Give the records once more, exactly as they stand.

Stored data entries
***

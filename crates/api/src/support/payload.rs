#![forbid(unsafe_code)]

use crate::ts_ms_to_rfc3339;
use om_storage::{
    ConsultantRow, NotificationRow, ProjectRow, TaskRow, TransactionRow, UserLite, UserRow,
};
use serde_json::{Value, json};

fn opt_ts(ms: Option<i64>) -> Value {
    match ms {
        Some(ms) => Value::String(ts_ms_to_rfc3339(ms)),
        None => Value::Null,
    }
}

pub(crate) fn user_lite_json(user: &UserLite) -> Value {
    json!({
        "id": user.id,
        "firstName": user.first_name,
        "lastName": user.last_name,
        "email": user.email,
    })
}

/// Full user record minus the password hash.
pub(crate) fn user_json(user: &UserRow) -> Value {
    json!({
        "id": user.id,
        "email": user.email,
        "firstName": user.first_name,
        "lastName": user.last_name,
        "phone": user.phone,
        "role": user.role,
        "isActive": user.is_active,
        "lastLogin": opt_ts(user.last_login_ms),
        "createdAt": ts_ms_to_rfc3339(user.created_ms),
    })
}

/// Shape returned by login and `/api/auth/me`: the account plus the
/// consultant profile when one exists.
pub(crate) fn auth_user_json(user: &UserRow, consultant: Option<&ConsultantRow>) -> Value {
    let consultant = match consultant {
        Some(profile) => json!({
            "id": profile.id,
            "tjm": profile.tjm,
            "specialization": profile.specialization,
            "skills": profile.skills,
            "experience": profile.experience_years,
            "isAvailable": profile.is_available,
        }),
        None => Value::Null,
    };
    json!({
        "id": user.id,
        "email": user.email,
        "firstName": user.first_name,
        "lastName": user.last_name,
        "phone": user.phone,
        "role": user.role,
        "isActive": user.is_active,
        "consultant": consultant,
    })
}

pub(crate) fn project_json(project: &ProjectRow) -> Value {
    json!({
        "id": project.id,
        "title": project.title,
        "description": project.description,
        "status": project.status,
        "priority": project.priority,
        "budget": project.budget,
        "budgetUsed": project.budget_used,
        "estimatedHours": project.estimated_hours,
        "actualHours": project.actual_hours,
        "startDate": opt_ts(project.start_ms),
        "endDate": opt_ts(project.end_ms),
        "deadline": opt_ts(project.deadline_ms),
        "clientName": project.client_name,
        "clientEmail": project.client_email,
        "clientPhone": project.client_phone,
        "isActive": project.is_active,
        "createdAt": ts_ms_to_rfc3339(project.created_ms),
        "updatedAt": ts_ms_to_rfc3339(project.updated_ms),
    })
}

pub(crate) fn task_json(task: &TaskRow) -> Value {
    json!({
        "id": task.id,
        "projectId": task.project_id,
        "title": task.title,
        "description": task.description,
        "status": task.status,
        "priority": task.priority,
        "budget": task.budget,
        "estimatedHours": task.estimated_hours,
        "actualHours": task.actual_hours,
        "parentTaskId": task.parent_task_id,
        "position": task.position,
        "startDate": opt_ts(task.start_ms),
        "endDate": opt_ts(task.end_ms),
        "deadline": opt_ts(task.deadline_ms),
        "createdAt": ts_ms_to_rfc3339(task.created_ms),
        "updatedAt": ts_ms_to_rfc3339(task.updated_ms),
    })
}

pub(crate) fn consultant_json(consultant: &ConsultantRow) -> Value {
    json!({
        "id": consultant.id,
        "tjm": consultant.tjm,
        "specialization": consultant.specialization,
        "skills": consultant.skills,
        "experience": consultant.experience_years,
        "biography": consultant.biography,
        "isAvailable": consultant.is_available,
        "reliability": consultant.reliability,
        "createdAt": ts_ms_to_rfc3339(consultant.created_ms),
        "updatedAt": ts_ms_to_rfc3339(consultant.updated_ms),
    })
}

pub(crate) fn transaction_json(transaction: &TransactionRow) -> Value {
    json!({
        "id": transaction.id,
        "type": transaction.tx_type,
        "category": transaction.category,
        "amount": transaction.amount,
        "description": transaction.description,
        "reference": transaction.reference,
        "projectId": transaction.project_id,
        "consultantId": transaction.consultant_id,
        "isPaid": transaction.is_paid,
        "dueDate": opt_ts(transaction.due_ms),
        "createdAt": ts_ms_to_rfc3339(transaction.created_ms),
    })
}

pub(crate) fn notification_json(notification: &NotificationRow) -> Value {
    json!({
        "id": notification.id,
        "type": notification.notif_type,
        "title": notification.title,
        "message": notification.message,
        "entityId": notification.entity_id,
        "entityType": notification.entity_type,
        "isRead": notification.is_read,
        "readAt": opt_ts(notification.read_ms),
        "createdAt": ts_ms_to_rfc3339(notification.created_ms),
    })
}

pub(crate) fn pagination_json(page: usize, limit: usize, total: i64) -> Value {
    let limit_i64 = limit.max(1) as i64;
    let pages = (total + limit_i64 - 1) / limit_i64;
    json!({
        "page": page,
        "limit": limit,
        "total": total,
        "pages": pages.max(0),
    })
}

/// French-style thousands grouping for notification texts: 43750 comes
/// out as "43 750".
pub(crate) fn format_amount(amount: f64) -> String {
    let rounded = amount.round() as i64;
    let negative = rounded < 0;
    let digits = rounded.unsigned_abs().to_string();
    let mut out = String::with_capacity(digits.len() + 4);
    for (idx, ch) in digits.chars().enumerate() {
        if idx > 0 && (digits.len() - idx) % 3 == 0 {
            out.push(' ');
        }
        out.push(ch);
    }
    if negative { format!("-{out}") } else { out }
}

#[cfg(test)]
mod tests {
    use super::*;

    #[test]
    fn amounts_group_by_thousands() {
        assert_eq!(format_amount(0.0), "0");
        assert_eq!(format_amount(950.0), "950");
        assert_eq!(format_amount(43750.0), "43 750");
        assert_eq!(format_amount(1_250_000.0), "1 250 000");
        assert_eq!(format_amount(-35000.0), "-35 000");
    }

    #[test]
    fn pagination_rounds_up() {
        let page = pagination_json(2, 10, 21);
        assert_eq!(page["pages"], 3);
        assert_eq!(page["total"], 21);
        let empty = pagination_json(1, 10, 0);
        assert_eq!(empty["pages"], 0);
    }
}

***

◆ Solution below:
filename crates/api/src/support/payload.rs
#![forbid(unsafe_code)]

use crate::ts_ms_to_rfc3339;
use om_storage::{
    ConsultantRow, NotificationRow, ProjectRow, TaskRow, TransactionRow, UserLite, UserRow,
};
use serde_json::{Value, json};

fn opt_ts(ms: Option<i64>) -> Value {
    match ms {
        Some(ms) => Value::String(ts_ms_to_rfc3339(ms)),
        None => Value::Null,
    }
}

pub(crate) fn user_lite_json(user: &UserLite) -> Value {
    json!({
        "id": user.id,
        "firstName": user.first_name,
        "lastName": user.last_name,
        "email": user.email,
    })
}

/// Full user record minus the password hash.
pub(crate) fn user_json(user: &UserRow) -> Value {
    json!({
        "id": user.id,
        "email": user.email,
        "firstName": user.first_name,
        "lastName": user.last_name,
        "phone": user.phone,
        "role": user.role,
        "isActive": user.is_active,
        "lastLogin": opt_ts(user.last_login_ms),
        "createdAt": ts_ms_to_rfc3339(user.created_ms),
    })
}

/// Shape returned by login and `/api/auth/me`: the account plus the
/// consultant profile when one exists.
pub(crate) fn auth_user_json(user: &UserRow, consultant: Option<&ConsultantRow>) -> Value {
    let consultant = match consultant {
        Some(profile) => json!({
            "id": profile.id,
            "tjm": profile.tjm,
            "specialization": profile.specialization,
            "skills": profile.skills,
            "experience": profile.experience_years,
            "isAvailable": profile.is_available,
        }),
        None => Value::Null,
    };
    json!({
        "id": user.id,
        "email": user.email,
        "firstName": user.first_name,
        "lastName": user.last_name,
        "phone": user.phone,
        "role": user.role,
        "isActive": user.is_active,
        "consultant": consultant,
    })
}

pub(crate) fn project_json(project: &ProjectRow) -> Value {
    json!({
        "id": project.id,
        "title": project.title,
        "description": project.description,
        "status": project.status,
        "priority": project.priority,
        "budget": project.budget,
        "budgetUsed": project.budget_used,
        "estimatedHours": project.estimated_hours,
        "actualHours": project.actual_hours,
        "startDate": opt_ts(project.start_ms),
        "endDate": opt_ts(project.end_ms),
        "deadline": opt_ts(project.deadline_ms),
        "clientName": project.client_name,
        "clientEmail": project.client_email,
        "clientPhone": project.client_phone,
        "isActive": project.is_active,
        "createdAt": ts_ms_to_rfc3339(project.created_ms),
        "updatedAt": ts_ms_to_rfc3339(project.updated_ms),
    })
}

pub(crate) fn task_json(task: &TaskRow) -> Value {
    json!({
        "id": task.id,
        "projectId": task.project_id,
        "title": task.title,
        "description": task.description,
        "status": task.status,
        "priority": task.priority,
        "budget": task.budget,
        "estimatedHours": task.estimated_hours,
        "actualHours": task.actual_hours,
        "parentTaskId": task.parent_task_id,
        "position": task.position,
        "startDate": opt_ts(task.start_ms),
        "endDate": opt_ts(task.end_ms),
        "deadline": opt_ts(task.deadline_ms),
        "createdAt": ts_ms_to_rfc3339(task.created_ms),
        "updatedAt": ts_ms_to_rfc3339(task.updated_ms),
    })
}

pub(crate) fn consultant_json(consultant: &ConsultantRow) -> Value {
    json!({
        "id": consultant.id,
        "tjm": consultant.tjm,
        "specialization": consultant.specialization,
        "skills": consultant.skills,
        "experience": consultant.experience_years,
        "biography": consultant.biography,
        "isAvailable": consultant.is_available,
        "reliability": consultant.reliability,
        "createdAt": ts_ms_to_rfc3339(consultant.created_ms),
        "updatedAt": ts_ms_to_rfc3339(consultant.updated_ms),
    })
}

pub(crate) fn transaction_json(transaction: &TransactionRow) -> Value {
    json!({
        "id": transaction.id,
        "type": transaction.tx_type,
        "category": transaction.category,
        "amount": transaction.amount,
        "description": transaction.description,
        "reference": transaction.reference,
        "projectId": transaction.project_id,
        "consultantId": transaction.consultant_id,
        "isPaid": transaction.is_paid,
        "dueDate": opt_ts(transaction.due_ms),
        "createdAt": ts_ms_to_rfc3339(transaction.created_ms),
    })
}

pub(crate) fn notification_json(notification: &NotificationRow) -> Value {
    json!({
        "id": notification.id,
        "type": notification.notif_type,
        "title": notification.title,
        "message": notification.message,
        "entityId": notification.entity_id,
        "entityType": notification.entity_type,
        "isRead": notification.is_read,
        "readAt": opt_ts(notification.read_ms),
        "createdAt": ts_ms_to_rfc3339(notification.created_ms),
    })
}

pub(crate) fn pagination_json(page: usize, limit: usize, total: i64) -> Value {
    let limit_i64 = limit.max(1) as i64;
    let pages = (total + limit_i64 - 1) / limit_i64;
    json!({
        "page": page,
        "limit": limit,
        "total": total,
        "pages": pages.max(0),
    })
}

/// French-style thousands grouping for notification texts: 43750 comes
/// out as "43 750".
pub(crate) fn format_amount(amount: f64) -> String {
    let rounded = amount.round() as i64;
    let negative = rounded < 0;
    let digits = rounded.unsigned_abs().to_string();
    let mut out = String::with_capacity(digits.len() + 4);
    for (idx, ch) in digits.chars().enumerate() {
        if idx > 0 && (digits.len() - idx) % 3 == 0 {
            out.push(' ');
        }
        out.push(ch);
    }
    if negative { format!("-{out}") } else { out }
}

#[cfg(test)]
mod tests {
    use super::*;

    #[test]
    fn amounts_group_by_thousands() {
        assert_eq!(format_amount(0.0), "0");
        assert_eq!(format_amount(950.0), "950");
        assert_eq!(format_amount(43750.0), "43 750");
        assert_eq!(format_amount(1_250_000.0), "1 250 000");
        assert_eq!(format_amount(-35000.0), "-35 000");
    }

    #[test]
    fn pagination_rounds_up() {
        let page = pagination_json(2, 10, 21);
        assert_eq!(page["pages"], 3);
        assert_eq!(page["total"], 21);
        let empty = pagination_json(1, 10, 0);
        assert_eq!(empty["pages"], 0);
    }
}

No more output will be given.